# [WHAT YOU SHOULD DO]
What you return must be every line below that includes the word "marker".
(DATA RECORDS begins)
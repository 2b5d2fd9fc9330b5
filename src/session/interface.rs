/******************************************************************************
   Author: Joaquín Béjar García
   Email: jb@taunais.com
   Date: 16/10/26
******************************************************************************/
use chrono::{DateTime, Utc};
use serde::{Deserialize, Serialize};
use serde_json::Value;
use std::fmt;

#[derive(Debug, Clone, Copy, PartialEq, Eq, Hash, Serialize, Deserialize)]
#[serde(rename_all = "snake_case")]
pub enum UserRole {
    Subscriber,
    CibnMember,
    Admin,
}

/// User profile as returned by the auth endpoints and kept in session storage.
#[derive(Debug, Clone, PartialEq, Serialize, Deserialize)]
pub struct UserRecord {
    pub id: u64,
    pub email: String,
    pub full_name: String,
    #[serde(default, skip_serializing_if = "Option::is_none")]
    pub phone: Option<String>,
    pub role: UserRole,
    #[serde(default, skip_serializing_if = "Option::is_none")]
    pub cibn_employee_id: Option<String>,
    /// Either a number or a decimal string depending on the backend version.
    #[serde(default, skip_serializing_if = "Option::is_none")]
    pub arrears: Option<Value>,
    #[serde(default, skip_serializing_if = "Option::is_none")]
    pub annual_subscription: Option<Value>,
    #[serde(default)]
    pub is_active: bool,
    #[serde(default)]
    pub is_verified: bool,
    pub created_at: DateTime<Utc>,
    #[serde(default, skip_serializing_if = "Option::is_none")]
    pub updated_at: Option<DateTime<Utc>>,
    #[serde(default, skip_serializing_if = "Option::is_none")]
    pub last_login: Option<DateTime<Utc>>,
}

/// Everything the session store holds for one signed-in user.
#[derive(Debug, Clone, PartialEq)]
pub struct SessionCredentials {
    pub access_token: String,
    pub refresh_token: Option<String>,
    pub user: Option<UserRecord>,
}

impl fmt::Display for SessionCredentials {
    fn fmt(&self, f: &mut fmt::Formatter<'_>) -> fmt::Result {
        write!(
            f,
            "{{\"access_token\":\"[REDACTED]\",\"refresh_token\":{},\"user\":{}}}",
            self.refresh_token
                .as_ref()
                .map_or("null".to_string(), |_| "\"[REDACTED]\"".to_string()),
            self.user
                .as_ref()
                .map_or("null".to_string(), |user| format!("\"{}\"", user.email))
        )
    }
}

#[derive(Debug, Clone, Serialize, Deserialize)]
pub struct LoginCredentials {
    pub email: String,
    pub password: String,
}

#[derive(Debug, Clone, Serialize, Deserialize)]
pub struct CibnLoginCredentials {
    pub cibn_employee_id: String,
    pub password: String,
}

impl fmt::Display for LoginCredentials {
    fn fmt(&self, f: &mut fmt::Formatter<'_>) -> fmt::Result {
        write!(
            f,
            "{{\"email\":\"{}\",\"password\":\"[REDACTED]\"}}",
            self.email
        )
    }
}

impl fmt::Display for CibnLoginCredentials {
    fn fmt(&self, f: &mut fmt::Formatter<'_>) -> fmt::Result {
        write!(
            f,
            "{{\"cibn_employee_id\":\"{}\",\"password\":\"[REDACTED]\"}}",
            self.cibn_employee_id
        )
    }
}

#[derive(Debug, Clone, Serialize, Deserialize)]
pub struct RegisterData {
    pub email: String,
    pub password: String,
    pub full_name: String,
    #[serde(default, skip_serializing_if = "Option::is_none")]
    pub phone: Option<String>,
    #[serde(default, skip_serializing_if = "Option::is_none")]
    pub role: Option<UserRole>,
    #[serde(default, skip_serializing_if = "Option::is_none")]
    pub cibn_employee_id: Option<String>,
}

#[derive(Debug, Clone, Deserialize)]
pub struct RegisterResponse {
    pub user: UserRecord,
}

/// Body returned by the login endpoints.
#[derive(Debug, Clone, Serialize, Deserialize)]
pub struct AuthResponse {
    pub access_token: String,
    #[serde(default)]
    pub refresh_token: Option<String>,
    #[serde(default = "default_token_type")]
    pub token_type: String,
    #[serde(default)]
    pub expires_in: Option<u64>,
    #[serde(default)]
    pub user: Option<UserRecord>,
}

fn default_token_type() -> String {
    "bearer".to_string()
}

#[derive(Debug, Serialize)]
pub(crate) struct RefreshRequest<'a> {
    pub(crate) refresh_token: &'a str,
}

/// Body of a refresh call. The token is optional so a malformed answer is
/// reported as such instead of as a decoding failure.
#[derive(Debug, Deserialize)]
pub(crate) struct RefreshResponse {
    #[serde(default)]
    pub(crate) access_token: Option<String>,
}

#[derive(Debug, Serialize)]
pub(crate) struct PasswordResetRequest<'a> {
    pub(crate) token: &'a str,
    pub(crate) new_password: &'a str,
}

#[derive(Debug, Serialize)]
pub(crate) struct ForgotPasswordRequest<'a> {
    pub(crate) email: &'a str,
}
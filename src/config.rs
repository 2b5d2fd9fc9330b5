/******************************************************************************
   Author: Joaquín Béjar García
   Email: jb@taunais.com
   Date: 16/10/26
******************************************************************************/
use crate::constants::{
    CIBN_LOGIN_PATH, DEFAULT_BASE_URL, DEFAULT_LOGIN_VIEW, DEFAULT_TIMEOUT_MS, LOGIN_PATH,
    LOGOUT_PATH, REFRESH_PATH, REGISTER_PATH,
};
use serde::Deserialize;
use std::collections::BTreeMap;
use std::env;
use std::fmt;
use std::fmt::Debug;
use std::str::FromStr;
use tracing::error;

#[derive(Debug, Deserialize, Clone)]
pub struct Config {
    pub rest_api: RestApiConfig,
    #[serde(default)]
    pub auth: AuthConfig,
    /// Location of the durable session file, `None` keeps the session in memory.
    #[serde(default)]
    pub session_file: Option<String>,
}

#[derive(Debug, Deserialize, Clone)]
pub struct RestApiConfig {
    pub base_url: String,
    pub timeout_ms: u64,
    #[serde(default = "default_headers")]
    pub default_headers: BTreeMap<String, String>,
    /// Keep cookies between requests.
    #[serde(default)]
    pub with_credentials: bool,
}

#[derive(Debug, Deserialize, Clone)]
pub struct AuthConfig {
    /// View the user lands on after a forced logout.
    pub login_path: String,
    pub refresh_path: String,
    /// Endpoints whose 401 never triggers a refresh.
    pub auth_endpoints: Vec<String>,
}

fn default_headers() -> BTreeMap<String, String> {
    BTreeMap::from([("Content-Type".to_string(), "application/json".to_string())])
}

impl Default for AuthConfig {
    fn default() -> Self {
        Self {
            login_path: DEFAULT_LOGIN_VIEW.to_string(),
            refresh_path: REFRESH_PATH.to_string(),
            auth_endpoints: [
                LOGIN_PATH,
                CIBN_LOGIN_PATH,
                REGISTER_PATH,
                REFRESH_PATH,
                LOGOUT_PATH,
            ]
            .iter()
            .map(|path| path.to_string())
            .collect(),
        }
    }
}

impl AuthConfig {
    /// Whether `path` targets one of the authentication endpoints.
    ///
    /// Query strings and trailing slashes are ignored.
    pub fn is_auth_endpoint(&self, path: &str) -> bool {
        let path = path.split('?').next().unwrap_or(path);
        let path = path.trim_end_matches('/');
        self.auth_endpoints
            .iter()
            .any(|endpoint| endpoint.trim_end_matches('/') == path)
    }
}

impl fmt::Display for Config {
    fn fmt(&self, f: &mut fmt::Formatter<'_>) -> fmt::Result {
        write!(
            f,
            "{{\"rest_api\":{},\"auth\":{},\"session_file\":{}}}",
            self.rest_api,
            self.auth,
            self.session_file
                .as_ref()
                .map_or("null".to_string(), |path| format!("\"{}\"", path))
        )
    }
}

impl fmt::Display for RestApiConfig {
    fn fmt(&self, f: &mut fmt::Formatter<'_>) -> fmt::Result {
        let headers = self
            .default_headers
            .keys()
            .map(|name| format!("\"{}\":\"[REDACTED]\"", name))
            .collect::<Vec<_>>()
            .join(",");
        write!(
            f,
            "{{\"base_url\":\"{}\",\"timeout_ms\":{},\"default_headers\":{{{}}},\"with_credentials\":{}}}",
            self.base_url, self.timeout_ms, headers, self.with_credentials
        )
    }
}

impl fmt::Display for AuthConfig {
    fn fmt(&self, f: &mut fmt::Formatter<'_>) -> fmt::Result {
        let endpoints = self
            .auth_endpoints
            .iter()
            .map(|endpoint| format!("\"{}\"", endpoint))
            .collect::<Vec<_>>()
            .join(",");
        write!(
            f,
            "{{\"login_path\":\"{}\",\"refresh_path\":\"{}\",\"auth_endpoints\":[{}]}}",
            self.login_path, self.refresh_path, endpoints
        )
    }
}

pub fn get_env_or_default<T: FromStr>(env_var: &str, default: T) -> T
where
    <T as FromStr>::Err: Debug,
{
    match env::var(env_var) {
        Ok(val) => val.parse::<T>().unwrap_or_else(|_| {
            error!("Failed to parse {}: {}, using default", env_var, val);
            default
        }),
        Err(_) => default,
    }
}

impl Default for Config {
    fn default() -> Self {
        Self::new()
    }
}

impl Config {
    pub fn new() -> Self {
        Config {
            rest_api: RestApiConfig {
                base_url: get_env_or_default("LIBRARY_API_BASE_URL", String::from(DEFAULT_BASE_URL)),
                timeout_ms: get_env_or_default("LIBRARY_API_TIMEOUT_MS", DEFAULT_TIMEOUT_MS),
                default_headers: default_headers(),
                with_credentials: get_env_or_default("LIBRARY_API_WITH_CREDENTIALS", true),
            },
            auth: AuthConfig {
                login_path: get_env_or_default(
                    "LIBRARY_LOGIN_PATH",
                    String::from(DEFAULT_LOGIN_VIEW),
                ),
                ..AuthConfig::default()
            },
            session_file: env::var("LIBRARY_SESSION_FILE").ok(),
        }
    }
}
// SPDX-License-Identifier: Apache-2.0
// © James Ross Ω FLYING•ROBOTS <https://github.com/flyingrobots>
//! Pipeline configuration: where inputs live and what outputs are called.

use std::path::{Path, PathBuf};

use serde::{Deserialize, Serialize};

/// File names of the fixed-name artifacts, relative to the output directory.
#[derive(Debug, Clone, PartialEq, Eq, Serialize, Deserialize)]
#[serde(default)]
pub struct OutputNames {
    /// Flat definition listing.
    pub definitions: String,
    /// Header-data copy of the definition listing.
    pub definitions_header: String,
    /// Resolved renames as initializer rows.
    pub crossmap: String,
    /// Compressed translation stream.
    pub translation: String,
}

impl Default for OutputNames {
    fn default() -> Self {
        Self {
            definitions: "x64natives.dat".to_owned(),
            definitions_header: "HashMapData.h".to_owned(),
            crossmap: "crossmap.txt".to_owned(),
            translation: "native_translation.dat".to_owned(),
        }
    }
}

/// Everything a run needs to locate its inputs and name its outputs.
///
/// Relative input paths resolve against `input_dir`; outputs land in
/// `output_dir`. Every field has a default, so a JSON config only needs the
/// keys it changes.
#[derive(Debug, Clone, PartialEq, Eq, Serialize, Deserialize)]
#[serde(default)]
pub struct PipelineConfig {
    /// Version-diff files, any order.
    pub diff_files: Vec<PathBuf>,
    /// Directory scanned for the translation history; defaults to `diff_files`.
    pub history_dir: Option<PathBuf>,
    /// Base for relative input paths.
    pub input_dir: PathBuf,
    /// Destination of every artifact.
    pub output_dir: PathBuf,
    /// Catalog document.
    pub catalog: PathBuf,
    /// Previously generated header.
    pub header: PathBuf,
    /// Address map; defaults to `addresses-<target>.txt` and is then optional.
    pub address_map: Option<PathBuf>,
    /// Fixed output names.
    pub outputs: OutputNames,
}

impl Default for PipelineConfig {
    fn default() -> Self {
        Self {
            diff_files: Vec::new(),
            history_dir: None,
            input_dir: PathBuf::from("."),
            output_dir: PathBuf::from("."),
            catalog: PathBuf::from("natives.json"),
            header: PathBuf::from("natives.h"),
            address_map: None,
            outputs: OutputNames::default(),
        }
    }
}

impl PipelineConfig {
    /// Deserialize a JSON config; missing keys keep their defaults.
    ///
    /// # Errors
    ///
    /// Returns the serde error if the bytes are not a config object.
    pub fn from_json(bytes: &[u8]) -> Result<Self, serde_json::Error> {
        serde_json::from_slice(bytes)
    }

    /// Resolve an input path against `input_dir`.
    pub fn input_path(&self, path: &Path) -> PathBuf {
        if path.is_absolute() {
            path.to_path_buf()
        } else {
            self.input_dir.join(path)
        }
    }

    /// Path of an output file.
    pub fn output_path(&self, name: &str) -> PathBuf {
        self.output_dir.join(name)
    }

    /// Patched header name for a target build, e.g. `natives-b1737.h`.
    pub fn patched_header_name(target: &str) -> String {
        format!("natives-{target}.h")
    }

    /// Naming script name for a target build, e.g. `addresses-b1737.idc`.
    pub fn xref_script_name(target: &str) -> String {
        format!("addresses-{target}.idc")
    }

    /// Address map location, and whether it was configured explicitly.
    pub fn address_map_path(&self, target: &str) -> (PathBuf, bool) {
        match &self.address_map {
            Some(path) => (self.input_path(path), true),
            None => (
                self.input_dir.join(format!("addresses-{target}.txt")),
                false,
            ),
        }
    }
}

#[cfg(test)]
mod tests {
    #![allow(clippy::unwrap_used)]
    use super::*;

    #[test]
    fn partial_json_keeps_defaults() {
        let config = PipelineConfig::from_json(
            br#"{ "diff_files": ["b1-b2.txt"], "outputs": { "crossmap": "renames.txt" } }"#,
        )
        .unwrap();
        assert_eq!(config.diff_files, vec![PathBuf::from("b1-b2.txt")]);
        assert_eq!(config.catalog, PathBuf::from("natives.json"));
        assert_eq!(config.outputs.crossmap, "renames.txt");
        assert_eq!(config.outputs.translation, "native_translation.dat");
    }

    #[test]
    fn relative_inputs_resolve_against_input_dir() {
        let config = PipelineConfig {
            input_dir: PathBuf::from("data"),
            ..PipelineConfig::default()
        };
        assert_eq!(config.input_path(Path::new("natives.h")), PathBuf::from("data/natives.h"));
        let (path, explicit) = config.address_map_path("b1737");
        assert_eq!(path, PathBuf::from("data/addresses-b1737.txt"));
        assert!(!explicit);
    }

    #[test]
    fn per_build_names() {
        assert_eq!(PipelineConfig::patched_header_name("b1737"), "natives-b1737.h");
        assert_eq!(PipelineConfig::xref_script_name("b1737"), "addresses-b1737.idc");
    }
}
// SPDX-License-Identifier: Apache-2.0
// © James Ross Ω FLYING•ROBOTS <https://github.com/flyingrobots>
//! Version-diff files.
//!
//! A diff file is named for the build transition it describes, e.g.
//! `b1604-b1737.txt`, and holds one `{ oldHash, newHash }` rename per line.
//! Build numbers are not zero-padded, so tables are ordered by the parsed
//! `from` index rather than by file name.

use std::fs;
use std::path::{Path, PathBuf};

use tracing::{debug, warn};

use crate::hash::HashToken;

/// Errors raised while loading version-diff files.
#[derive(Debug, thiserror::Error)]
pub enum DiffError {
    /// A non-blank line lacks its `{`, `,` or `}` delimiter.
    #[error("[MALFORMED_DIFF_LINE] {}:{line}: {text:?}", path.display())]
    MalformedDiffLine {
        /// File containing the line.
        path: PathBuf,
        /// 1-based line number.
        line: usize,
        /// The line as read.
        text: String,
    },
    /// File name does not encode a `<marker><from>-<marker><to>` transition.
    #[error("[INVALID_DIFF_FILE_NAME] {} does not name a version transition", path.display())]
    InvalidFileName {
        /// The offending path.
        path: PathBuf,
    },
    /// Two files start at the same version index.
    #[error(
        "[DUPLICATE_VERSION_INDEX] {} and {} both start at version {index}",
        first.display(),
        second.display()
    )]
    DuplicateVersionIndex {
        /// The shared starting index.
        index: u32,
        /// First file seen with that index.
        first: PathBuf,
        /// Second file seen with that index.
        second: PathBuf,
    },
    /// Reading a file or directory failed.
    #[error("[DIFF_IO] {}: {source}", path.display())]
    Io {
        /// Path being read.
        path: PathBuf,
        /// Underlying error.
        #[source]
        source: std::io::Error,
    },
}

/// One rename observed between two consecutive builds.
#[derive(Clone, PartialEq, Eq, Debug)]
pub struct RenamePair {
    /// Hash in the older build.
    pub original: HashToken,
    /// Hash in the newer build.
    pub new: HashToken,
}

impl RenamePair {
    /// Build a pair from two tokens.
    pub fn new(original: impl Into<HashToken>, new: impl Into<HashToken>) -> Self {
        Self {
            original: original.into(),
            new: new.into(),
        }
    }
}

/// The build transition a diff file covers.
#[derive(Clone, PartialEq, Eq, Debug)]
pub struct VersionSpan {
    /// Starting build index; the ordering key.
    pub from: u32,
    /// Ending build index, when the second half of the name carries one.
    pub to: Option<u32>,
    /// Second half of the file stem (e.g. `b1737`); names per-build outputs.
    pub target: String,
}

impl VersionSpan {
    /// Parse a file name such as `b1604-b1737.txt`.
    ///
    /// The part before the first `-` must be an optional non-digit marker
    /// followed by digits only. Returns `None` for anything else.
    pub fn from_file_name(name: &str) -> Option<Self> {
        let stem = Path::new(name).file_stem()?.to_str()?;
        let (head, tail) = stem.split_once('-')?;
        let from = head
            .trim_start_matches(|c: char| !c.is_ascii_digit())
            .parse()
            .ok()?;
        if tail.is_empty() {
            return None;
        }
        Some(Self {
            from,
            to: leading_index(tail),
            target: tail.to_owned(),
        })
    }
}

fn leading_index(part: &str) -> Option<u32> {
    let digits: String = part
        .chars()
        .skip_while(|c| !c.is_ascii_digit())
        .take_while(char::is_ascii_digit)
        .collect();
    digits.parse().ok()
}

/// Renames between two builds, in file order.
#[derive(Clone, PartialEq, Eq, Debug)]
pub struct VersionDiffTable {
    /// Transition this table covers.
    pub span: VersionSpan,
    /// Renames in file order.
    pub pairs: Vec<RenamePair>,
}

impl VersionDiffTable {
    /// Build a table directly from pairs.
    pub fn new(span: VersionSpan, pairs: Vec<RenamePair>) -> Self {
        Self { span, pairs }
    }

    /// Parse a table from file text.
    ///
    /// Blank lines are skipped. `path` is only used for error reporting.
    ///
    /// # Errors
    ///
    /// Returns [`DiffError::MalformedDiffLine`] for the first line missing a
    /// delimiter; no partial table is produced.
    pub fn parse(span: VersionSpan, text: &str, path: &Path) -> Result<Self, DiffError> {
        let mut pairs = Vec::new();
        for (idx, line) in text.lines().enumerate() {
            if line.trim().is_empty() {
                continue;
            }
            let pair = parse_diff_line(line).ok_or_else(|| DiffError::MalformedDiffLine {
                path: path.to_path_buf(),
                line: idx + 1,
                text: line.to_owned(),
            })?;
            pairs.push(pair);
        }
        Ok(Self { span, pairs })
    }
}

/// Split a `{ old, new }` line into its two fields.
///
/// Fields are the text between the first `{` and the following `,`, and
/// between that `,` and the next `}`, each trimmed. Anything after the closing
/// brace (a trailing `,` for instance) is ignored.
pub fn split_pair_fields(line: &str) -> Option<(&str, &str)> {
    let (_, rest) = line.split_once('{')?;
    let (original, rest) = rest.split_once(',')?;
    let (new, _) = rest.split_once('}')?;
    Some((original.trim(), new.trim()))
}

/// Parse a single diff line.
pub fn parse_diff_line(line: &str) -> Option<RenamePair> {
    split_pair_fields(line).map(|(original, new)| RenamePair::new(original, new))
}

/// Order diff file paths by starting version index.
///
/// # Errors
///
/// Fails on a file name without a version transition, or on two files that
/// share a starting index.
pub fn order_diff_files<P: AsRef<Path>>(
    paths: &[P],
) -> Result<Vec<(VersionSpan, PathBuf)>, DiffError> {
    let mut spans = paths
        .iter()
        .map(|path| {
            let path = path.as_ref();
            path.file_name()
                .and_then(|name| name.to_str())
                .and_then(VersionSpan::from_file_name)
                .map(|span| (span, path.to_path_buf()))
                .ok_or_else(|| DiffError::InvalidFileName {
                    path: path.to_path_buf(),
                })
        })
        .collect::<Result<Vec<_>, _>>()?;

    spans.sort_by_key(|(span, _)| span.from);

    for window in spans.windows(2) {
        let [(prev, prev_path), (next, next_path)] = window else {
            continue;
        };
        if prev.from == next.from {
            return Err(DiffError::DuplicateVersionIndex {
                index: prev.from,
                first: prev_path.clone(),
                second: next_path.clone(),
            });
        }
        if let Some(to) = prev.to {
            if to != next.from {
                warn!(
                    "version gap: {} ends at {to} but {} starts at {}",
                    prev_path.display(),
                    next_path.display(),
                    next.from
                );
            }
        }
    }

    Ok(spans)
}

/// Load and order every diff file.
///
/// # Errors
///
/// Any naming, ordering, IO or line-shape failure aborts the whole load.
pub fn load_diff_tables<P: AsRef<Path>>(paths: &[P]) -> Result<Vec<VersionDiffTable>, DiffError> {
    order_diff_files(paths)?
        .into_iter()
        .map(|(span, path)| {
            let text = fs::read_to_string(&path).map_err(|source| DiffError::Io {
                path: path.clone(),
                source,
            })?;
            let table = VersionDiffTable::parse(span, &text, &path)?;
            debug!("loaded {} renames from {}", table.pairs.len(), path.display());
            Ok(table)
        })
        .collect()
}

/// Find every `*.txt` file in `dir` whose name encodes a full version
/// transition (both halves carry an index).
///
/// # Errors
///
/// Returns [`DiffError::Io`] if the directory cannot be listed.
pub fn discover_diff_files(dir: &Path) -> Result<Vec<PathBuf>, DiffError> {
    let io_err = |source| DiffError::Io {
        path: dir.to_path_buf(),
        source,
    };
    let mut found = Vec::new();
    for entry in fs::read_dir(dir).map_err(io_err)? {
        let path = entry.map_err(io_err)?.path();
        if path.extension().and_then(|ext| ext.to_str()) != Some("txt") {
            continue;
        }
        let is_transition = path
            .file_name()
            .and_then(|name| name.to_str())
            .and_then(VersionSpan::from_file_name)
            .is_some_and(|span| span.to.is_some());
        if is_transition && path.is_file() {
            found.push(path);
        }
    }
    found.sort();
    Ok(found)
}

#[cfg(test)]
mod tests {
    #![allow(clippy::unwrap_used, clippy::expect_used, clippy::panic)]
    use super::*;

    #[test]
    fn span_from_build_file_name() {
        let span = VersionSpan::from_file_name("b1604-b1737.txt").unwrap();
        assert_eq!(span.from, 1604);
        assert_eq!(span.to, Some(1737));
        assert_eq!(span.target, "b1737");
    }

    #[test]
    fn span_rejects_names_without_index() {
        assert!(VersionSpan::from_file_name("addresses-b1737.txt").is_none());
        assert!(VersionSpan::from_file_name("natives.txt").is_none());
        assert!(VersionSpan::from_file_name("b12x-b13.txt").is_none());
        assert!(VersionSpan::from_file_name("b12-.txt").is_none());
    }

    #[test]
    fn line_fields_tolerate_whitespace() {
        let pair = parse_diff_line("{0xAAAAAAAAAAAAAAAA,0xBBBBBBBBBBBBBBBB}").unwrap();
        assert_eq!(pair.original.as_str(), "0xAAAAAAAAAAAAAAAA");
        assert_eq!(pair.new.as_str(), "0xBBBBBBBBBBBBBBBB");

        let spaced = parse_diff_line("  {   0xAAAAAAAAAAAAAAAA ,\t0xBBBBBBBBBBBBBBBB   },").unwrap();
        assert_eq!(spaced, pair);
    }

    #[test]
    fn line_without_delimiters_is_rejected() {
        assert!(parse_diff_line("0xAAAAAAAAAAAAAAAA 0xBBBBBBBBBBBBBBBB").is_none());
        assert!(parse_diff_line("{ 0xAAAAAAAAAAAAAAAA 0xBBBBBBBBBBBBBBBB }").is_none());
        assert!(parse_diff_line("{ 0xAAAAAAAAAAAAAAAA, 0xBBBBBBBBBBBBBBBB").is_none());
    }

    #[test]
    fn malformed_line_fails_whole_table() {
        let span = VersionSpan::from_file_name("b1-b2.txt").unwrap();
        let text = "{ 0x1, 0x2 }\n\n{ 0x3 0x4 }\n{ 0x5, 0x6 }\n";
        let err = VersionDiffTable::parse(span, text, Path::new("b1-b2.txt")).unwrap_err();
        match err {
            DiffError::MalformedDiffLine { line, text, .. } => {
                assert_eq!(line, 3);
                assert_eq!(text, "{ 0x3 0x4 }");
            }
            other => panic!("unexpected error: {other}"),
        }
    }

    #[test]
    fn files_order_numerically_not_lexically() {
        let ordered = order_diff_files(&["b1000-b1100.txt", "b999-b1000.txt", "b1100-b1200.txt"]).unwrap();
        let froms: Vec<u32> = ordered.iter().map(|(span, _)| span.from).collect();
        assert_eq!(froms, vec![999, 1000, 1100]);
    }

    #[test]
    fn duplicate_start_index_is_rejected() {
        let err = order_diff_files(&["b10-b11.txt", "b10-b12.txt"]).unwrap_err();
        assert!(matches!(err, DiffError::DuplicateVersionIndex { index: 10, .. }));
    }

    #[test]
    fn bad_file_name_is_rejected() {
        let err = order_diff_files(&["renames.txt"]).unwrap_err();
        assert!(matches!(err, DiffError::InvalidFileName { .. }));
    }
}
(DATA RECORDS ends)
# [TASK SOLUTION]
    /// File name does not encode a `<marker><from>-<marker><to>` transition.
    /// The part before the first `-` must be an optional non-digit marker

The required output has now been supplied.